» **TASK DETAILS**
Identify all lines of the data containing the string "ResolverConfig" and copy them.

» **STUDY MATERIAL**
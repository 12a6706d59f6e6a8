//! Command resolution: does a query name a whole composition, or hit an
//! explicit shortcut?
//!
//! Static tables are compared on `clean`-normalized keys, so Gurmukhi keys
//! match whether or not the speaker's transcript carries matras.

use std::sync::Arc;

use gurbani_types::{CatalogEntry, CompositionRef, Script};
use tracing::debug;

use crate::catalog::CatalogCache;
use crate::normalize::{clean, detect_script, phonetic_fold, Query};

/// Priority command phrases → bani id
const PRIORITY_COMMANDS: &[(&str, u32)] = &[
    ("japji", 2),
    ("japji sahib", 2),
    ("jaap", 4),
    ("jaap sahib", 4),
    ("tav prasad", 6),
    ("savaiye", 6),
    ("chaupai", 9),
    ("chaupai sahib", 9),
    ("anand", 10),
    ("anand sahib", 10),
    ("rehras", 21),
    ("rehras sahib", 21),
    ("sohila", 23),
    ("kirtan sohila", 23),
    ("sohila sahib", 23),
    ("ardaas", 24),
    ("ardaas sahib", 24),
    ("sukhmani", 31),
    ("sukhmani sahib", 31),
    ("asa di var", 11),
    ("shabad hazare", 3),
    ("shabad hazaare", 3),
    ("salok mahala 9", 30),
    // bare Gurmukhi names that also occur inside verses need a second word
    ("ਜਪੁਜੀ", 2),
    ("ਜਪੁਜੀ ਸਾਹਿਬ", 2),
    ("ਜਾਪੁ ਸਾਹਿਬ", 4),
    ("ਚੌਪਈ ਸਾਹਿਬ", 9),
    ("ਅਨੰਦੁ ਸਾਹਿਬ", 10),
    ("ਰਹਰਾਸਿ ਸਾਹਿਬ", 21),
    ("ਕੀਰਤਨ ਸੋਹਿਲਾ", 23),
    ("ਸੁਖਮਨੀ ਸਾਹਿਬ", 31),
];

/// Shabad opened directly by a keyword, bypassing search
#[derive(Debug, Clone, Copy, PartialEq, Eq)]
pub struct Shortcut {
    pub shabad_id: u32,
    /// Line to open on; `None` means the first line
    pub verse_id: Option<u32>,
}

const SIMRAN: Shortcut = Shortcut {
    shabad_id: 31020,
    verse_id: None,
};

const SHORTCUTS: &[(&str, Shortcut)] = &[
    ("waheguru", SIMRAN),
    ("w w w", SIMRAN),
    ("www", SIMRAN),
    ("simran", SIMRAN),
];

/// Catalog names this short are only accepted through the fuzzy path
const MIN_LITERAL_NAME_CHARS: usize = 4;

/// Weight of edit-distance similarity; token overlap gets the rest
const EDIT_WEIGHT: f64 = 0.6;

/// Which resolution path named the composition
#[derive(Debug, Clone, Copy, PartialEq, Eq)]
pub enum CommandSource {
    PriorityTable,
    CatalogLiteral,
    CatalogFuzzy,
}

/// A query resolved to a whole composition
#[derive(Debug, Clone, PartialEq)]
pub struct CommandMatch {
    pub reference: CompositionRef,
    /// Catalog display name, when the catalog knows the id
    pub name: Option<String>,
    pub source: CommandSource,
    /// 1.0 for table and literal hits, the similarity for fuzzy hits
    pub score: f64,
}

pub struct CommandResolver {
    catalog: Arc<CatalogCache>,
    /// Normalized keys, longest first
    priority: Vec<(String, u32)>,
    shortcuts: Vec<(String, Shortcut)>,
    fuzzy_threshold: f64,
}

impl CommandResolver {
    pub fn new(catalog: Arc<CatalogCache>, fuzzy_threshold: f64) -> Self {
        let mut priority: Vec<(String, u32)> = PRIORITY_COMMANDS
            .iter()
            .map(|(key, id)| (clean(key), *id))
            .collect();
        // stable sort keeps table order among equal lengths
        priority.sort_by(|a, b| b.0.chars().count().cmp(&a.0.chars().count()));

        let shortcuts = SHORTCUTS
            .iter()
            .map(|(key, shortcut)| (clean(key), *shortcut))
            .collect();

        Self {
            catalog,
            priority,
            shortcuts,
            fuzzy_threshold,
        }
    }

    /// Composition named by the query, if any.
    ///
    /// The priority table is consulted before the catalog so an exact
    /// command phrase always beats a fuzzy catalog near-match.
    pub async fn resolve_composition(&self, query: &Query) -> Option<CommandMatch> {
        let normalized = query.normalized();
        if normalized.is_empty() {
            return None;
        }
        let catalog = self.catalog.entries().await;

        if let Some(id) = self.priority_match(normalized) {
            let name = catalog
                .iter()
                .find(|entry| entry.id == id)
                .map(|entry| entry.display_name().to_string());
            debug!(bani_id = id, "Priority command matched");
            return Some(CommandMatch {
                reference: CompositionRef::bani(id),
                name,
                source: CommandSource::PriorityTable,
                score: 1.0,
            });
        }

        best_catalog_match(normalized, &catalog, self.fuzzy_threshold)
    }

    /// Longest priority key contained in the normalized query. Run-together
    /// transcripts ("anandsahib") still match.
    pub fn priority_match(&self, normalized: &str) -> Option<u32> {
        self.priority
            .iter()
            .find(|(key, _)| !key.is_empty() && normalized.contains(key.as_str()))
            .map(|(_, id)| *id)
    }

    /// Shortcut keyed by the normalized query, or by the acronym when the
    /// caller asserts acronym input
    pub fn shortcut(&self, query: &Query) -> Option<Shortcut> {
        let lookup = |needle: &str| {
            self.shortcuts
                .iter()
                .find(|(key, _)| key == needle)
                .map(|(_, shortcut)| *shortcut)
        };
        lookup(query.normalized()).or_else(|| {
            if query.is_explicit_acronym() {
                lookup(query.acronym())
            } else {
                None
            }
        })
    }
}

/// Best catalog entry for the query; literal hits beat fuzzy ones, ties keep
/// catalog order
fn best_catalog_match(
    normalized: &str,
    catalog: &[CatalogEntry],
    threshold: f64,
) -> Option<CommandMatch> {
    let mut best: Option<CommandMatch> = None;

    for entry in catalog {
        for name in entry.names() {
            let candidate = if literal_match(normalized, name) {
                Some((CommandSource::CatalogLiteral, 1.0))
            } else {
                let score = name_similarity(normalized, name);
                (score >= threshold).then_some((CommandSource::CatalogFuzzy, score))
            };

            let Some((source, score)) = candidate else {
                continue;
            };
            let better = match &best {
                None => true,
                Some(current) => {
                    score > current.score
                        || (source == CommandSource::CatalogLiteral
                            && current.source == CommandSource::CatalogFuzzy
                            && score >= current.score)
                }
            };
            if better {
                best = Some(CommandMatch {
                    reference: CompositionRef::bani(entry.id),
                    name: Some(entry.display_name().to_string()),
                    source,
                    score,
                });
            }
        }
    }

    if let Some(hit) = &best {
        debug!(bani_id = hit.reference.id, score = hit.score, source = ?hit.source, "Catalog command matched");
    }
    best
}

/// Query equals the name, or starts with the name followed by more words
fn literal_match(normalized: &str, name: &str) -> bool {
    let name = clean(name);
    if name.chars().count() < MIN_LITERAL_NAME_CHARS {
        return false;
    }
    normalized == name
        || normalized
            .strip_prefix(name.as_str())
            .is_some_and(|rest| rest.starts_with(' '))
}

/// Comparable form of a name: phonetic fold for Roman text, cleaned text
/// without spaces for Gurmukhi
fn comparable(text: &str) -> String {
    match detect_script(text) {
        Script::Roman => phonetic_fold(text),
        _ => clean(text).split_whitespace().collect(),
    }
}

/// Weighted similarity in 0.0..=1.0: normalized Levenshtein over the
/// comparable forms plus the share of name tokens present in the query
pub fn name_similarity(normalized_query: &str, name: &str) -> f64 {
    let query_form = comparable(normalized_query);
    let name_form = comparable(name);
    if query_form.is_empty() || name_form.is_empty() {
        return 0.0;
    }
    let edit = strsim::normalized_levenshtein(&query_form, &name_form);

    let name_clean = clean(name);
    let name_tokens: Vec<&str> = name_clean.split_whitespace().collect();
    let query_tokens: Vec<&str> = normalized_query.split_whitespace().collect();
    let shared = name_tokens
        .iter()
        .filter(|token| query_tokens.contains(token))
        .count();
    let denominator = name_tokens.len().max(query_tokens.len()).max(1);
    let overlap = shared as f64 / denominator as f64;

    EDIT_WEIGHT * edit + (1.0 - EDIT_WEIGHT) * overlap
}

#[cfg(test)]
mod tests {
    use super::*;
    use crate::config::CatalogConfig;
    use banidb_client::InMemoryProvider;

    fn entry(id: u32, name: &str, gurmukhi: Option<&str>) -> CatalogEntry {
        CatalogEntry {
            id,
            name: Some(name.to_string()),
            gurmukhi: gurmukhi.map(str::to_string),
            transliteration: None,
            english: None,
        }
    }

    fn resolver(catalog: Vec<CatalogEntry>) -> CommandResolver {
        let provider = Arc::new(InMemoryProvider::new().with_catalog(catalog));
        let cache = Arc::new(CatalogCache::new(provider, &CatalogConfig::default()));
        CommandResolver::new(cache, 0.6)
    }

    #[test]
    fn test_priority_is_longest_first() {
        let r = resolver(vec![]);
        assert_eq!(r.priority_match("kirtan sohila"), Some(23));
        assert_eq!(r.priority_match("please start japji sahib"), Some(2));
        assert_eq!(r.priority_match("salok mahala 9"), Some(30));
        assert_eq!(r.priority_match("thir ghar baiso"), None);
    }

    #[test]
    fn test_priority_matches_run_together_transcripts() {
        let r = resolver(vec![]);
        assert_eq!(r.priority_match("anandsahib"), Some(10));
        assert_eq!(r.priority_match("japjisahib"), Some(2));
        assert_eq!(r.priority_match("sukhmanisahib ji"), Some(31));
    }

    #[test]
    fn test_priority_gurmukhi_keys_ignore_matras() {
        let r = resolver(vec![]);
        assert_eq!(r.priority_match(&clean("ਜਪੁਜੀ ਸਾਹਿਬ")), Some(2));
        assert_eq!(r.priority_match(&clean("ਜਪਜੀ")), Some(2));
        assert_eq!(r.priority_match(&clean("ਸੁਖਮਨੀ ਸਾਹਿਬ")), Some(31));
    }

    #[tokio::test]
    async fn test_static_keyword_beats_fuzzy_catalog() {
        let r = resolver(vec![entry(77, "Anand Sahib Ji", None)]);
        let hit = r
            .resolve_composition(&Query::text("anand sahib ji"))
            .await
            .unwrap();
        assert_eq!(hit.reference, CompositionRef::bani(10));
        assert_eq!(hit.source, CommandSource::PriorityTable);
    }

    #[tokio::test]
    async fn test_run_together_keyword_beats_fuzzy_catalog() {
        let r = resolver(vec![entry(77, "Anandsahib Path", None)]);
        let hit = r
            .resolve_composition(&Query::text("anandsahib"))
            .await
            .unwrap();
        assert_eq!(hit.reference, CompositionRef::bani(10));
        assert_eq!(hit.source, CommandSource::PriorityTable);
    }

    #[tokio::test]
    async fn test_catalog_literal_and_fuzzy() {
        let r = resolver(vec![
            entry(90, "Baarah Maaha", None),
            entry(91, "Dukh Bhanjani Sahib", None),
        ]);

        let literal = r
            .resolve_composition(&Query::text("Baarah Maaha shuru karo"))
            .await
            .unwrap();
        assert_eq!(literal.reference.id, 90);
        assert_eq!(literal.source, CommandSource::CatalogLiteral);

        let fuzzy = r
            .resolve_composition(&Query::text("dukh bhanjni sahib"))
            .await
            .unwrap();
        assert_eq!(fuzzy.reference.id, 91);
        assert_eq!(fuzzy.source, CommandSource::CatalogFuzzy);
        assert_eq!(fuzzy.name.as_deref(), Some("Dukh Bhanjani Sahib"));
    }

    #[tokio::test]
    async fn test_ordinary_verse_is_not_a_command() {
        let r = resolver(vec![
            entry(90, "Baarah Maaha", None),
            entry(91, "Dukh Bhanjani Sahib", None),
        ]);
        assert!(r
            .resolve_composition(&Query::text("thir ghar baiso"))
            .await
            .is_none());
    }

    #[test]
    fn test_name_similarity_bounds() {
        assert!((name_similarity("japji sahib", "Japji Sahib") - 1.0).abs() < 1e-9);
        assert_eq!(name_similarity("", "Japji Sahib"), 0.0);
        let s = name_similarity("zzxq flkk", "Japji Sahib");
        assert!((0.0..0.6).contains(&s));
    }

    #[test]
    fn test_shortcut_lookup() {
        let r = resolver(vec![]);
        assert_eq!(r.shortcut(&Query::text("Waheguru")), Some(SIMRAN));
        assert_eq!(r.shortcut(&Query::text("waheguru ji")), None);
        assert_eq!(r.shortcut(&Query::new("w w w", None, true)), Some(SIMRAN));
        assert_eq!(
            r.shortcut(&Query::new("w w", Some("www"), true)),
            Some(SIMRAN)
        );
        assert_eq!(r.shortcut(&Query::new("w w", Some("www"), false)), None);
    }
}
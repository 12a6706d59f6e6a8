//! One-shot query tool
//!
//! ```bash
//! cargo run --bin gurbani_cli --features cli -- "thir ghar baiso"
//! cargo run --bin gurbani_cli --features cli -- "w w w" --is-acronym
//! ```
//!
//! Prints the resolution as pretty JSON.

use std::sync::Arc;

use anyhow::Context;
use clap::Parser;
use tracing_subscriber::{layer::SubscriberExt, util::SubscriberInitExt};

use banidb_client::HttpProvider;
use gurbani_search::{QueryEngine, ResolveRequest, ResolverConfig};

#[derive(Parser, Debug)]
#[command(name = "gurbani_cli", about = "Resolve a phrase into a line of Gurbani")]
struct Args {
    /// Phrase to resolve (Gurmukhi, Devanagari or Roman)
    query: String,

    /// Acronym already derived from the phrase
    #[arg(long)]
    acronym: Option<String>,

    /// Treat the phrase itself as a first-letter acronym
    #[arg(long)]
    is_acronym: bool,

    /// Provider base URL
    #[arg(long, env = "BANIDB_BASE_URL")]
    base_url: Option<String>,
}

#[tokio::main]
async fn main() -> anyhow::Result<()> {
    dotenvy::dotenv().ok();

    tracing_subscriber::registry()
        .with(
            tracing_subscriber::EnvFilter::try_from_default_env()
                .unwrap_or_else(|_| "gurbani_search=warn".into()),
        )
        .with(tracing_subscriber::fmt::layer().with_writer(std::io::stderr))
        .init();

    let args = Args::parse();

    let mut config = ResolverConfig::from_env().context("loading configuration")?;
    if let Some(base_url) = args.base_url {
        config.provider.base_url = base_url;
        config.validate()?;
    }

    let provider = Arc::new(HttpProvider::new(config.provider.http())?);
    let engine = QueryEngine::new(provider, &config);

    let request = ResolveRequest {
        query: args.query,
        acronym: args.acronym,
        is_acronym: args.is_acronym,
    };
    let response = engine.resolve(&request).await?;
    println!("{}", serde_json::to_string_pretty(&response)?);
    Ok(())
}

» **TASK SOLUTION**
use gurbani_search::{QueryEngine, ResolveRequest, ResolverConfig};
    let mut config = ResolverConfig::from_env().context("loading configuration")?;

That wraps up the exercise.